Finding ways to illustrate what your brand does best, and expressing it through a brand identity that clearly sets your brand apart, and doing it in with an eye towards what the community needs, including your customers, are where you should focus your marketing efforts. For example, U-Haul managed to show the company’s concern while simultaneously putting forward their expertise in messaging like the tweet below:
Invest with the Road Ahead
Like the third servant in the Biblical parable of the talents, the temptation to hunker down and ride out the crisis is great. But now is not the time. Beyond a regular communications flow, this may also be a good time to invest in your business. While bubonic plague raced through London in the summer of 1605, leading to theater closures, Shakespeare took advantage of that lockdown to write his greatest tragedy play, King Lear. Whether it’s shaping a new product or tackling a long-delayed software development project, this may be a time to explore ways to strengthen your business. You may not get to present your work to the King of England, as Shakespeare did with King Lear once the plague subsided, but you could discover some promising new avenues that might not have previously been on your radar.

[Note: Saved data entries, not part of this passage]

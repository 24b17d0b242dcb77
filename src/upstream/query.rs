//! Builds well-formed upstream query payloads from high-level parameters.
//!
//! The upstream API is strict: at most five values per filter, page size
//! capped at 1000, and HS codes serialized as strings with their leading
//! zeros intact.

use chrono::NaiveDate;
use serde_json::{json, Value};

use crate::domain::TradeType;

const MAX_FILTER_VALUES: usize = 5;
const MAX_PAGE_SIZE: usize = 1000;

/// High-level parameters for a shipment query.
#[derive(Debug, Clone)]
pub struct ShipmentQuery {
    pub start_date: NaiveDate,
    pub end_date: NaiveDate,
    pub trade_type: TradeType,
    pub trade_country: String,
    pub hs_codes: Vec<u32>,
    pub products: Vec<String>,
    pub origin_countries: Vec<String>,
    pub destination_countries: Vec<String>,
    pub origin_ports: Vec<String>,
    pub destination_ports: Vec<String>,
    pub consignees: Vec<String>,
    pub consignors: Vec<String>,
    pub page_size: usize,
    pub page_no: usize,
}

impl ShipmentQuery {
    pub fn new(
        start_date: NaiveDate,
        end_date: NaiveDate,
        trade_type: TradeType,
        trade_country: impl Into<String>,
    ) -> Self {
        Self {
            start_date,
            end_date,
            trade_type,
            trade_country: trade_country.into().to_uppercase(),
            hs_codes: Vec::new(),
            products: Vec::new(),
            origin_countries: Vec::new(),
            destination_countries: Vec::new(),
            origin_ports: Vec::new(),
            destination_ports: Vec::new(),
            consignees: Vec::new(),
            consignors: Vec::new(),
            page_size: MAX_PAGE_SIZE,
            page_no: 1,
        }
    }

}

/// Constructs upstream API payloads.
pub struct QueryBuilder;

impl QueryBuilder {
    /// Build the `/trade/shipment` payload.
    pub fn shipment_query(query: &ShipmentQuery) -> Value {
        let mut payload = json!({
            "DateRange": {
                "start_date": query.start_date.to_string(),
                "end_date": query.end_date.to_string(),
            },
            "TradeType": query.trade_type.as_str(),
            "TradeCountry": query.trade_country.to_uppercase(),
            "page_size": query.page_size.min(MAX_PAGE_SIZE),
            "page_no": query.page_no.max(1),
            "sort": "DATE",
            "sort_type": "desc",
        });

        // Primary search: HS codes when configured, product text otherwise
        if !query.hs_codes.is_empty() {
            payload["PrimarySearch"] = json!({
                "FILTER": "HS_CODE",
                "VALUES": query
                    .hs_codes
                    .iter()
                    .take(MAX_FILTER_VALUES)
                    .map(|c| Self::pad_hs_code(*c))
                    .collect::<Vec<_>>(),
                "SearchType": "CONTAIN",
            });
        } else if !query.products.is_empty() {
            payload["PrimarySearch"] = json!({
                "FILTER": "PRODUCT",
                "VALUES": query
                    .products
                    .iter()
                    .take(MAX_FILTER_VALUES)
                    .collect::<Vec<_>>(),
                "SearchType": "CONTAIN",
            });
        }

        let filters: [(&str, &Vec<String>); 6] = [
            ("ORIGIN_COUNTRY", &query.origin_countries),
            ("DESTINATION_COUNTRY", &query.destination_countries),
            ("ORIGIN_PORT", &query.origin_ports),
            ("DESTINATION_PORT", &query.destination_ports),
            ("CONSIGNEE", &query.consignees),
            ("CONSIGNOR", &query.consignors),
        ];

        let advance: Vec<Value> = filters
            .iter()
            .filter(|(_, values)| !values.is_empty())
            .map(|(filter, values)| {
                json!({
                    "FILTER": filter,
                    "VALUES": values
                        .iter()
                        .take(MAX_FILTER_VALUES)
                        .map(|v| v.to_uppercase())
                        .collect::<Vec<_>>(),
                    "OPERATOR": "AND",
                })
            })
            .collect();

        if !advance.is_empty() {
            payload["AdvanceSearch"] = Value::Array(advance);
        }

        payload
    }

    /// Build a counterparty search payload: the party name is the primary
    /// filter instead of a commodity key.
    pub fn counterparty_query(
        start_date: NaiveDate,
        end_date: NaiveDate,
        trade_type: TradeType,
        trade_country: &str,
        party_name: &str,
    ) -> Value {
        let filter = match trade_type {
            TradeType::Import => "CONSIGNEE",
            TradeType::Export => "CONSIGNOR",
        };
        json!({
            "DateRange": {
                "start_date": start_date.to_string(),
                "end_date": end_date.to_string(),
            },
            "TradeType": trade_type.as_str(),
            "TradeCountry": trade_country.to_uppercase(),
            "page_size": MAX_PAGE_SIZE,
            "page_no": 1,
            "sort": "DATE",
            "sort_type": "desc",
            "PrimarySearch": {
                "FILTER": filter,
                "VALUES": [party_name.to_uppercase()],
                "SearchType": "CONTAIN",
            },
        })
    }

    /// HS codes as strings, zero-padded back to at least four digits.
    fn pad_hs_code(code: u32) -> String {
        if code < 1000 {
            format!("{code:04}")
        } else {
            code.to_string()
        }
    }
}
//! The analytics engines. All of them are stateless values holding only
//! references to reference tables: construct once, call from any task. The
//! input record slice and the reference tables are the test seams.

pub mod corridor;
pub mod counterparty;
pub mod fvi;
pub mod ipc;
pub mod sd;
pub mod signals;

pub use corridor::{ArbitrageOpportunity, CorridorAnalyzer, FabResult, OriginComparison, OriginSpec};
pub use counterparty::{
    AnomalyType, Concentration, CounterpartyAnomaly, CounterpartyIntelligence, EntityShare,
    MarketShares, OriginSwitching, PartyField,
};
pub use fvi::{AdjustedFviResult, FlowSignal, FlowVelocityIndex, FviResult};
pub use ipc::{ImpliedPriceCurve, IpcPoint, IpcResult, PriceConfidence};
pub use sd::{CumulativeFlows, SdDelta, SdSignal, SupplyDemandTracker, YoyComparison};
pub use signals::{sort_feed, Severity, SignalGenerator, SignalType, TradeSignal};

/// Round to two decimals for reported USD figures.
pub(crate) fn round2(value: f64) -> f64 {
    (value * 100.0).round() / 100.0
}

/// Round to one decimal for reported percentages.
pub(crate) fn round1(value: f64) -> f64 {
    (value * 10.0).round() / 10.0
}

/// Round to four decimals for reported ratios.
pub(crate) fn round4(value: f64) -> f64 {
    (value * 10_000.0).round() / 10_000.0
}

Every Day Feels Like There’s No Floor
The Gravitron was a favorite ride of mine at the state fair. The barrel-shaped ride uses centrifugal force to keep riders stuck to the wall as the floor drops out. COVID-19 has us all feeling like we’re on an endless Gravitron ride. But the floor will eventually be restored under our feet. A new “normal” will emerge, which will look very different for every organization. Organizations who already have crisis communications plans, and adapt them to the broad-scale impacts of COVID-19 with strong leadership, empathy for their employees and customers, and an eye on the future, have the greatest opportunity to emerge with their company — and their reputation — intact.